Esta ostensible dislocación espacial será acompañada por una misteriosa discontinuidad temporal. En ciertos momentos, Ventura cree estar en 1975; en otras escenas, reconoce vivir en nuestro tiempo. Lo que está claro es que la Revolución y la Historia acontecidas, más allá del tiempo transcurrido, ejercen todavía un efecto sobre el cuerpo de los sujetos. Las manos de Ventura tiemblan y las cicatrices de viejas luchas persisten frente al envejecimiento.
Cavalo Dinheiro, Pedro Costa, Portugal, 2014
Estas coordenadas espacio-temporales delimitan la forma del relato. Distintos personajes, tal vez fantasmas o entidades imaginarias, van poblando la “cotidianidad” de Ventura. Uno de ellos es Vitalina Varela, una mujer hermosa que llega tarde al funeral de su esposo. El intercambio entre Ventura y Vitalina está teñido por una dulzura seca y poética, y culmina con una carta de Ventura cuya lectura quedará en fuera de campo. Al recibir la misiva, en el rostro de esa mujer se esbozará una sonrisa. Pocas veces cobrará tanto sentido una acción propia de la expresión humana, cuya estricta codificación en el cine la ha convertido en la mueca de un sentimentalismo banal. Lo mismo sucederá con una lágrima.

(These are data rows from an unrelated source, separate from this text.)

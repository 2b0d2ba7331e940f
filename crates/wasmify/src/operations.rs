//! Module-management verbs of the remote API.
//!
//! Only `execute_module*` and `get_module_info` talk to the server; upload,
//! listing and deployment return simulated records.

use reqwest::Url;
use serde_json::{Map, Value};

use crate::{
    client::Client,
    constants::{
        DEFAULT_MODULE_VERSION, GLOBAL_REGION, SIMULATED_DEPLOYMENT_ID, SIMULATED_EXECUTION_RESULT,
        SIMULATED_EXECUTION_TIME_MS, SIMULATED_MEMORY_USED, SIMULATED_MODULE_ID,
    },
    error::{WasmifyError, WasmifyResult},
    payload::{ExecuteRequest, ModuleInfoData, ModuleInfoResponse, execution_config},
    types::{ExecutionResult, WasmModule},
};

/// Reject empty required inputs.
pub(crate) fn require(value: &str, name: &'static str) -> WasmifyResult<()> {
    if value.is_empty() {
        Err(WasmifyError::InvalidParameter(name))
    } else {
        Ok(())
    }
}

impl Client {
    pub fn upload_module(
        &self,
        file_path: &str,
        name: &str,
        version: &str,
    ) -> WasmifyResult<WasmModule> {
        require(file_path, "file_path")?;
        require(name, "name")?;
        require(version, "version")?;

        tracing::info!("Uploading module {}@{} from {}", name, version, file_path);

        Ok(WasmModule {
            id: SIMULATED_MODULE_ID.to_string(),
            name: name.to_string(),
            version: version.to_string(),
            file_path: file_path.to_string(),
            metadata: Value::Object(Map::new()),
        })
    }

    pub fn execute_module(
        &self,
        module_id: &str,
        function_name: &str,
        args: &[&str],
    ) -> WasmifyResult<ExecutionResult> {
        self.execute_module_with_config(module_id, function_name, args, &Map::new())
    }

    /// Like [`Client::execute_module`], with `overrides` merged into the
    /// request's `config` object.
    pub fn execute_module_with_config(
        &self,
        module_id: &str,
        function_name: &str,
        args: &[&str],
        overrides: &Map<String, Value>,
    ) -> WasmifyResult<ExecutionResult> {
        require(module_id, "module_id")?;
        require(function_name, "function_name")?;

        let request = ExecuteRequest {
            module_id,
            function_name,
            args,
            config: execution_config(overrides),
        };
        let body = serde_json::to_string_pretty(&request)?;

        let url = self.endpoint("wasm/execute");
        tracing::info!("Executing {}::{} remotely", module_id, function_name);
        let response = self.execute_request(&url, Some(&body))?;
        // The server's answer is not interpreted yet.
        tracing::debug!("Ignoring {} byte execution response", response.size());

        Ok(ExecutionResult {
            success: true,
            result: Some(SIMULATED_EXECUTION_RESULT.to_string()),
            execution_time: SIMULATED_EXECUTION_TIME_MS,
            memory_used: SIMULATED_MEMORY_USED,
            error: None,
        })
    }

    pub fn list_modules(&self) -> WasmifyResult<Vec<WasmModule>> {
        Ok(Vec::new())
    }

    /// Fetch one module's description from `GET /modules/{id}`.
    pub fn get_module_info(&self, module_id: &str) -> WasmifyResult<WasmModule> {
        require(module_id, "module_id")?;

        let url = self.module_url(module_id)?;
        let response = self.execute_request(&url, None)?;
        let envelope: ModuleInfoResponse = response.json()?;
        let data: ModuleInfoData = serde_json::from_value(envelope.data.clone())?;

        Ok(WasmModule {
            id: data.id,
            name: data.name,
            version: data.version,
            file_path: data.wasm_file,
            metadata: envelope.data,
        })
    }

    pub fn deploy_to_edge(&self, module_id: &str, regions: &[&str]) -> WasmifyResult<String> {
        require(module_id, "module_id")?;

        let region = regions.first().copied().unwrap_or(GLOBAL_REGION);
        tracing::info!("Deploying module {} to region {}", module_id, region);

        Ok(SIMULATED_DEPLOYMENT_ID.to_string())
    }

    /// Upload `file_path` as `name` at the default version, then deploy it.
    ///
    /// Returns the deployment id.
    pub fn deploy_to_cloud(
        &self,
        file_path: &str,
        name: &str,
        regions: &[&str],
    ) -> WasmifyResult<String> {
        let module = self.upload_module(file_path, name, DEFAULT_MODULE_VERSION)?;
        self.deploy_to_edge(&module.id, regions)
    }

    // An unusable base URL fails like any other request to it.
    fn module_url(&self, module_id: &str) -> WasmifyResult<String> {
        let endpoint = self.endpoint("modules");
        let mut url = Url::parse(&endpoint).map_err(|e| {
            tracing::debug!("Invalid request URL {}: {}", endpoint, e);
            WasmifyError::Network
        })?;
        url.path_segments_mut()
            .map_err(|()| {
                tracing::debug!("Request URL {} cannot take path segments", endpoint);
                WasmifyError::Network
            })?
            .push(module_id);
        Ok(url.into())
    }
}

#[cfg(test)]
mod tests {
    use super::*;

    #[test]
    fn upload_returns_simulated_module() {
        let client = Client::with_defaults().unwrap();
        let module = client
            .upload_module("build/add.wasm", "adder", "0.2.0")
            .unwrap();

        assert_eq!(module.id, SIMULATED_MODULE_ID);
        assert_eq!(module.name, "adder");
        assert_eq!(module.version, "0.2.0");
        assert_eq!(module.file_path, "build/add.wasm");
        assert_eq!(module.metadata, Value::Object(Map::new()));
    }

    #[test]
    fn upload_validates_every_field() {
        let client = Client::with_defaults().unwrap();
        assert!(matches!(
            client.upload_module("", "n", "v"),
            Err(WasmifyError::InvalidParameter("file_path"))
        ));
        assert!(matches!(
            client.upload_module("f", "", "v"),
            Err(WasmifyError::InvalidParameter("name"))
        ));
        assert!(matches!(
            client.upload_module("f", "n", ""),
            Err(WasmifyError::InvalidParameter("version"))
        ));
    }

    #[test]
    fn list_is_always_empty() {
        let client = Client::with_defaults().unwrap();
        assert!(client.list_modules().unwrap().is_empty());
    }

    #[test]
    fn deploy_returns_simulated_id() {
        let client = Client::with_defaults().unwrap();
        assert_eq!(
            client.deploy_to_edge("mod-1", &["eu-west", "us-east"]).unwrap(),
            SIMULATED_DEPLOYMENT_ID
        );
        assert_eq!(
            client.deploy_to_edge("mod-1", &[]).unwrap(),
            SIMULATED_DEPLOYMENT_ID
        );
        assert!(matches!(
            client.deploy_to_edge("", &[]),
            Err(WasmifyError::InvalidParameter("module_id"))
        ));
    }

    #[test]
    fn execute_validates_before_sending() {
        let client = Client::with_defaults().unwrap();
        assert!(matches!(
            client.execute_module("", "f", &[]),
            Err(WasmifyError::InvalidParameter("module_id"))
        ));
        assert!(matches!(
            client.execute_module("m", "", &[]),
            Err(WasmifyError::InvalidParameter("function_name"))
        ));
    }

    #[test]
    fn module_url_escapes_the_id() {
        let client = Client::with_defaults().unwrap();
        assert_eq!(
            client.module_url("team/mod 1").unwrap(),
            "http://localhost:3000/api/modules/team%2Fmod%201"
        );
    }

    #[test]
    fn malformed_base_url_is_a_network_error_on_every_path() {
        let client = Client::create(&wasmify_config::ClientConfig {
            api_url: Some("not a url".to_string()),
            ..Default::default()
        })
        .unwrap();

        assert!(matches!(
            client.execute_module("mod-1", "main", &[]),
            Err(WasmifyError::Network)
        ));
        assert!(matches!(
            client.get_module_info("mod-1"),
            Err(WasmifyError::Network)
        ));
    }

    #[test]
    fn deploy_to_cloud_uses_this_client() {
        let client = Client::with_defaults().unwrap();
        assert_eq!(
            client.deploy_to_cloud("x.wasm", "demo", &["eu-west"]).unwrap(),
            SIMULATED_DEPLOYMENT_ID
        );
        assert!(matches!(
            client.deploy_to_cloud("", "demo", &[]),
            Err(WasmifyError::InvalidParameter("file_path"))
        ));
    }
}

Costa, un hechicero sin igual del cine digital, es probablemente el único director capaz de reanimar el pretérito poder de la fotogenia. En uno de los planos más hermosos del film, Ventura y Vitalina permanecen al frente del plano mientras sostienen una conversación, apenas iluminados por el reflejo de las luces prendidas de unos edificios. El oscurecimiento general del plano trastoca la forma óptica habitual de enfrentarse a la figura humana, secuencia en la que despunta, además, la dignidad de los personajes. Hay que saber filmar el rostro de los hombres, pues la práctica frenética de sacar instantáneas frenéticamente le ha robado su misterio.
La espectralidad material de Cavalo Dinheiro se desprende de una concepción espacial de la puesta en escena. Es cierto que Costa alcanza verdaderos momentos expresionistas, en los que sus imágenes llevan a recordar a figuras fantasmales del cine clásico; pero además Costa alcanza aquí la perfección en su constante búsqueda de disociar el horizonte de lo vertical. En este film, el cielo es prácticamente un fuera de campo, y los interiores carecen siempre de un exterior que los refiera y contraste. Esta forma de encapsular lo real se sintetiza con todo su poder en el epílogo, momento en el que Ventura mantendrá un diálogo de más de veinte minutos con un soldado de la Revolución en un ascensor que no va a ninguna parte.
Y habrá mucho más, porque este film no solamente es inagotable, sino que es uno de los pocos que establece un lazo poderoso (y cinéfilo) entre el cine analógico del siglo XX y el cine digital del siglo XXI.